Thursday, July 13, 2023

“The Last Shot” by Frank O’Rourke

 


John Brandon stopped that night in a stand of pines on the last, long slope above the Shovel valley, eating two sandwiches and drinking cold, flat coffee from his canteen. Darkness had settled when he spread one blanket under the pines and lay back, with the soft, grass-sweetened wind stirring the treetops above him, shaking the first dead leaves over his bed. His horse cropped grass with tired dignity about the perimeter of its stake rope. John Brandon thought of his younger brother and replaced this sad memory with the face of another man--the man he hoped to find in the town up this valley and then, forcing body and mind into rest, he slept deeply through the early fall night.

A rare short story from one of my favorite authors in the genre. This story first appeared in a 1949 issue of Esquire magazine.

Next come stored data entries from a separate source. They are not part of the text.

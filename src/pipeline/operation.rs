//! Micro-operation interface and pipeline steps

use crate::errors::OperationError;
use crate::pipeline::context::ExecutionContext;
use crate::services::ServiceRegistry;
use async_trait::async_trait;
use serde_json::Value;
use std::fmt;
use std::future::Future;
use std::sync::Arc;

/// Result of one micro-operation
pub type OperationResult = std::result::Result<Value, OperationError>;

/// One named unit of work in a pipeline.
///
/// Reads what it needs from the context and returns its output; the executor
/// stores that output under `"<name>_result"`.
#[async_trait]
pub trait Operation: Send + Sync {
    /// Unique step name
    fn name(&self) -> &str;

    /// Services that must be registered for this operation to run
    fn required_services(&self) -> Vec<&'static str> {
        Vec::new()
    }

    async fn execute(
        &self,
        context: &ExecutionContext,
        services: &ServiceRegistry,
    ) -> OperationResult;
}

/// Operation backed by an async closure
pub struct FnOperation<F> {
    name: String,
    func: F,
}

impl<F, Fut> FnOperation<F>
where
    F: Fn(ExecutionContext) -> Fut + Send + Sync,
    Fut: Future<Output = OperationResult> + Send,
{
    pub fn new(name: impl Into<String>, func: F) -> Self {
        Self {
            name: name.into(),
            func,
        }
    }
}

#[async_trait]
impl<F, Fut> Operation for FnOperation<F>
where
    F: Fn(ExecutionContext) -> Fut + Send + Sync,
    Fut: Future<Output = OperationResult> + Send,
{
    fn name(&self) -> &str {
        &self.name
    }

    async fn execute(
        &self,
        context: &ExecutionContext,
        _services: &ServiceRegistry,
    ) -> OperationResult {
        (self.func)(context.clone()).await
    }
}

/// A primary operation with an optional lighter fallback
#[derive(Clone)]
pub struct PipelineStep {
    operation: Arc<dyn Operation>,
    fallback: Option<Arc<dyn Operation>>,
}

impl PipelineStep {
    pub fn new(operation: Arc<dyn Operation>) -> Self {
        Self {
            operation,
            fallback: None,
        }
    }

    pub fn with_fallback(operation: Arc<dyn Operation>, fallback: Arc<dyn Operation>) -> Self {
        Self {
            operation,
            fallback: Some(fallback),
        }
    }

    pub fn name(&self) -> &str {
        self.operation.name()
    }

    pub fn fallback_name(&self) -> Option<&str> {
        self.fallback.as_ref().map(|op| op.name())
    }

    pub fn operation(&self) -> &Arc<dyn Operation> {
        &self.operation
    }

    pub fn fallback(&self) -> Option<&Arc<dyn Operation>> {
        self.fallback.as_ref()
    }
}

impl fmt::Debug for PipelineStep {
    fn fmt(&self, f: &mut fmt::Formatter<'_>) -> fmt::Result {
        f.debug_struct("PipelineStep")
            .field("name", &self.name())
            .field("fallback", &self.fallback_name())
            .finish()
    }
}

It is a formulaic tale of revenge, but it is always Mr. O’Rourke’s keen observational eye that elevates.

His feel of the land, his sense of place is reminiscent of Thoreau’s; senses that truly sense, an intellect that grasps these sensations and remembers.

His grasp and feel for people is equally acute.

One feels a craftsman that was alive in the world is at the helm.

Another quill in Mr. O’Rourke’s already full cap.